— Data provided —
#####
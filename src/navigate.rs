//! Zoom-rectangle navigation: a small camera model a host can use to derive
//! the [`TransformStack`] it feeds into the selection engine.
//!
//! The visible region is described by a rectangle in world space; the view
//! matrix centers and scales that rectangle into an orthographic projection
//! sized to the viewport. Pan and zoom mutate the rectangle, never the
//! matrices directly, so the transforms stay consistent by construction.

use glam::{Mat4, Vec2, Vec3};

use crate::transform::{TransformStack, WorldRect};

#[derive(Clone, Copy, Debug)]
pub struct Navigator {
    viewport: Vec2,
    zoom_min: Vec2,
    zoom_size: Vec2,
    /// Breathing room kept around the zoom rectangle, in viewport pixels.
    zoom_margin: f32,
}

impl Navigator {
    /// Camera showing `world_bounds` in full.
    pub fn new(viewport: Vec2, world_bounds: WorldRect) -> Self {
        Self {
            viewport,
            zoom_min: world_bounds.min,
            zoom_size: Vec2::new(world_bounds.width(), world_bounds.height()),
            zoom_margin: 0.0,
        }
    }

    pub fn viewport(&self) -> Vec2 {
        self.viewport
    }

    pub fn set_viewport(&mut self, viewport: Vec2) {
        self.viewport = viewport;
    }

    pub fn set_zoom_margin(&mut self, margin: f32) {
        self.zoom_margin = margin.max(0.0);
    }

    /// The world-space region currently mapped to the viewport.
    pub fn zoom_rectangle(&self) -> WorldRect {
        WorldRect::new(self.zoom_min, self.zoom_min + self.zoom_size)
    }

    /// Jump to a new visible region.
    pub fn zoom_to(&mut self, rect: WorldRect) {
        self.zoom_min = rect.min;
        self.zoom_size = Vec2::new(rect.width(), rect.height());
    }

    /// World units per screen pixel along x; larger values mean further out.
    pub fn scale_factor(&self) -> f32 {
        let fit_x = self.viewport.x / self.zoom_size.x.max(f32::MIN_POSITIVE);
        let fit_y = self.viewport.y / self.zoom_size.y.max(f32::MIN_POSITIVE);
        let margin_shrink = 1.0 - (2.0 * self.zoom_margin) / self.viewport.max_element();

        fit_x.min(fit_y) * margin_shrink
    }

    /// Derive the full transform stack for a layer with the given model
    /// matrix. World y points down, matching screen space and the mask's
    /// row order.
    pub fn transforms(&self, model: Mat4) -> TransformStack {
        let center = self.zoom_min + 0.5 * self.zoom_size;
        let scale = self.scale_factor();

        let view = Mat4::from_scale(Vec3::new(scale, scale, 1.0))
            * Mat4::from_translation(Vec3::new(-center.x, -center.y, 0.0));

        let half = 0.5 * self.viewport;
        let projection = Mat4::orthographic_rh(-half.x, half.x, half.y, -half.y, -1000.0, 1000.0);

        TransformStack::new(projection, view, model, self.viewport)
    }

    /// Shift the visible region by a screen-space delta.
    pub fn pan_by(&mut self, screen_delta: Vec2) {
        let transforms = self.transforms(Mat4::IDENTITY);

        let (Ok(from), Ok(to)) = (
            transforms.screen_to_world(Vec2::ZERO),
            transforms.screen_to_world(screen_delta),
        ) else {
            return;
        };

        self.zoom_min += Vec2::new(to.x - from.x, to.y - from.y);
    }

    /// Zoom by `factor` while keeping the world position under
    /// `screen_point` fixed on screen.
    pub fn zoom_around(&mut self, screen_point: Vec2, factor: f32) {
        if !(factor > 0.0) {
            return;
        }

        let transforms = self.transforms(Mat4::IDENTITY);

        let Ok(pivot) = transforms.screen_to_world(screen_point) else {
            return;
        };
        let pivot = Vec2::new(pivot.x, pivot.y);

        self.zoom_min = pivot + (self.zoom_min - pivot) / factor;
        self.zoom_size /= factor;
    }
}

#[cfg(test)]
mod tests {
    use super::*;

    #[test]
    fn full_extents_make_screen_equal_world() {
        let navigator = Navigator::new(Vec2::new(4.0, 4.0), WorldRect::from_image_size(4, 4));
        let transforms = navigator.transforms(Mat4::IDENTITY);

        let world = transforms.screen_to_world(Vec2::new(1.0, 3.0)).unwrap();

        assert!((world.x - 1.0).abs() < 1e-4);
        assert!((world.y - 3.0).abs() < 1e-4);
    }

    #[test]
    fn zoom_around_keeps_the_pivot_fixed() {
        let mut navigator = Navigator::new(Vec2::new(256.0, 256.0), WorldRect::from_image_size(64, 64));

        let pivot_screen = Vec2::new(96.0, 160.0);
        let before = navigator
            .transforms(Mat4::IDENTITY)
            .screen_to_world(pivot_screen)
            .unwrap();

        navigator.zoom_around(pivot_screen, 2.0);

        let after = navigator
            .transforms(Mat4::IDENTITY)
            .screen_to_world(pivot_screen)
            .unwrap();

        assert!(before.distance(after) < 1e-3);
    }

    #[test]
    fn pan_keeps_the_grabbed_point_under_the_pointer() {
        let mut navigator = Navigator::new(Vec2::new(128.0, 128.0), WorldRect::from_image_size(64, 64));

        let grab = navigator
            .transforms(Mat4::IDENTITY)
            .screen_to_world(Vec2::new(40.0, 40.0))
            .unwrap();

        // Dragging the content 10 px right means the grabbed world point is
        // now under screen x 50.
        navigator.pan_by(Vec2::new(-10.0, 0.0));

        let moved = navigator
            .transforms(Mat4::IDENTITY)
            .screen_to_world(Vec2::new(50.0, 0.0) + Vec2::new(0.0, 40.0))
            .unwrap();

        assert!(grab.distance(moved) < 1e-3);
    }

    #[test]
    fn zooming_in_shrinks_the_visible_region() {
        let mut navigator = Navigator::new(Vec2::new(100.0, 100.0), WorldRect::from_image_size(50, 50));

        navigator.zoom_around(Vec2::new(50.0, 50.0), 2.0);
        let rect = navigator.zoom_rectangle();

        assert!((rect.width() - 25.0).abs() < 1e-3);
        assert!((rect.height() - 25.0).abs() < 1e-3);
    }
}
#####
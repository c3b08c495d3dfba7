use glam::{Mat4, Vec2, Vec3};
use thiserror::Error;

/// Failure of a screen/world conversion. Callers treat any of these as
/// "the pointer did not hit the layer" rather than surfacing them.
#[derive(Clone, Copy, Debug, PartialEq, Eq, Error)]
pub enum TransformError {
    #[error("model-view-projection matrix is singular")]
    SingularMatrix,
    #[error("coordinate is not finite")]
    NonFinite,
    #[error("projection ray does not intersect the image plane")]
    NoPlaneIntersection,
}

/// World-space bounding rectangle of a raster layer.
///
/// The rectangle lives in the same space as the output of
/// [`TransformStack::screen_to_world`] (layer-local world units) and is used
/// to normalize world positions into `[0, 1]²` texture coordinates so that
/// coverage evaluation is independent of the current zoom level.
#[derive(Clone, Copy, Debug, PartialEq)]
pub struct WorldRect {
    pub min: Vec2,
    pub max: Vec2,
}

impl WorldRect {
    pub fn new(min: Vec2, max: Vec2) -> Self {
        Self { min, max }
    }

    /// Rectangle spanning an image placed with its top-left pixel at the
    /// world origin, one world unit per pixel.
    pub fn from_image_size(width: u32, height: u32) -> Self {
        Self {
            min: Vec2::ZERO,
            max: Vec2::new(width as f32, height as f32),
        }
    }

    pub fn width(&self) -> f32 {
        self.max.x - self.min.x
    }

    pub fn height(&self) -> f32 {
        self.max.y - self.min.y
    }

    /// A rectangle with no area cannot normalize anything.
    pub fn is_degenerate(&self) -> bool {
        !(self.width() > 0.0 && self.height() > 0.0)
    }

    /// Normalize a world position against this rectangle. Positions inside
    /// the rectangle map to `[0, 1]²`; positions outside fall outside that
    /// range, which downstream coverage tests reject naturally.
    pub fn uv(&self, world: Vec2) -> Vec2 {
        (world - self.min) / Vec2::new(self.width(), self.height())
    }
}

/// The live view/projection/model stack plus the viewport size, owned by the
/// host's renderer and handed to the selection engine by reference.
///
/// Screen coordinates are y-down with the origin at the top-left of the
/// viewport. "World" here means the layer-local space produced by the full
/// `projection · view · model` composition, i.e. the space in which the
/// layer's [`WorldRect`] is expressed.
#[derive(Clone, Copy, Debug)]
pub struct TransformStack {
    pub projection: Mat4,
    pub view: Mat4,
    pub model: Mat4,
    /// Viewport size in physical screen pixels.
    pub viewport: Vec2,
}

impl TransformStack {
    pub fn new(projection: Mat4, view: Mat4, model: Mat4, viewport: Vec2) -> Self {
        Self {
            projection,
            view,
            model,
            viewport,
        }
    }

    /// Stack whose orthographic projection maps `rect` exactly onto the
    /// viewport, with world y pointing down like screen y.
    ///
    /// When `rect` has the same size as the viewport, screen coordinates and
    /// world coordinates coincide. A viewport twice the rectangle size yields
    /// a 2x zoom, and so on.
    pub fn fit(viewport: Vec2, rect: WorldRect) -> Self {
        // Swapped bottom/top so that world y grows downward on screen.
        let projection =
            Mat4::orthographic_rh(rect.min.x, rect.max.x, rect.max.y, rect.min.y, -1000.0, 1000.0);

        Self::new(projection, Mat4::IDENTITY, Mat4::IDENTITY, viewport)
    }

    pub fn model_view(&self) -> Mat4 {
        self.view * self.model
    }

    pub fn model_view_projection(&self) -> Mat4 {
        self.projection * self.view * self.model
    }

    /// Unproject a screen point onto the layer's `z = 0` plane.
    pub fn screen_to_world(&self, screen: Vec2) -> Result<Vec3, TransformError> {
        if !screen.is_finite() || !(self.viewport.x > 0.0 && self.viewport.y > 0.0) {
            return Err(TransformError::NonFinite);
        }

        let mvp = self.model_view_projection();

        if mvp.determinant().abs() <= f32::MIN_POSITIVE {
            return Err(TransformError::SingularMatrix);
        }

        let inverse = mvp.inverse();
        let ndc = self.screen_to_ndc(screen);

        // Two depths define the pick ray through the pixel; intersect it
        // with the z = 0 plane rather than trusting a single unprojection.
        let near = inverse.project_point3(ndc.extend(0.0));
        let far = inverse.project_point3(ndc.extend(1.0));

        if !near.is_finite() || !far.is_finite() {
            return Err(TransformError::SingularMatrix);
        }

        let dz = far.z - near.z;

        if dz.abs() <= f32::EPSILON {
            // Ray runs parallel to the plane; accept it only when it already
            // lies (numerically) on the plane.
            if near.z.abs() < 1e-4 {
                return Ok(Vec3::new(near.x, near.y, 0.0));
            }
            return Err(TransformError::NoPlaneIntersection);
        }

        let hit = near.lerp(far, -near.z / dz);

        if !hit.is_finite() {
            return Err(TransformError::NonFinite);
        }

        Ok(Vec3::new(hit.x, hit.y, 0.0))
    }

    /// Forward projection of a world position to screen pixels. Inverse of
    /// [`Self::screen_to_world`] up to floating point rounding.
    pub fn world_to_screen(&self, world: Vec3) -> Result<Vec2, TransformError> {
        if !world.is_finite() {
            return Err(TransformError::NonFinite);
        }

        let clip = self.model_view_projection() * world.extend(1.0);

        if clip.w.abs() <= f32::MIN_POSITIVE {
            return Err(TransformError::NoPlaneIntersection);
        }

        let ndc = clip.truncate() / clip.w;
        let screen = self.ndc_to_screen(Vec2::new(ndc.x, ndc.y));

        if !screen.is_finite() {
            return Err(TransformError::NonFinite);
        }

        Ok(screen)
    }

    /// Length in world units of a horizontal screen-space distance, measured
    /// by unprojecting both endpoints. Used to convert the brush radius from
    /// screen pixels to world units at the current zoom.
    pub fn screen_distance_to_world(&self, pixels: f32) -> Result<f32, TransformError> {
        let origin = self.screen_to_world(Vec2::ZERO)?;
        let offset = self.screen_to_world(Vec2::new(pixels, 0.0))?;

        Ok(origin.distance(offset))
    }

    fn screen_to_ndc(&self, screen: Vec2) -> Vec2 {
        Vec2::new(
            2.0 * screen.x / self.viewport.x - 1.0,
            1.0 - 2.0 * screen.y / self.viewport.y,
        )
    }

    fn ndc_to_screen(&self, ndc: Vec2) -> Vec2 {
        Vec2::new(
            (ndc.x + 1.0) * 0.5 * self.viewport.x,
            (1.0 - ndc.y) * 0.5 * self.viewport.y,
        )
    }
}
#####
Report every line of the material above in which "coverage" appears.

/// coverage evaluation is independent of the current zoom level.
    /// range, which downstream coverage tests reject naturally.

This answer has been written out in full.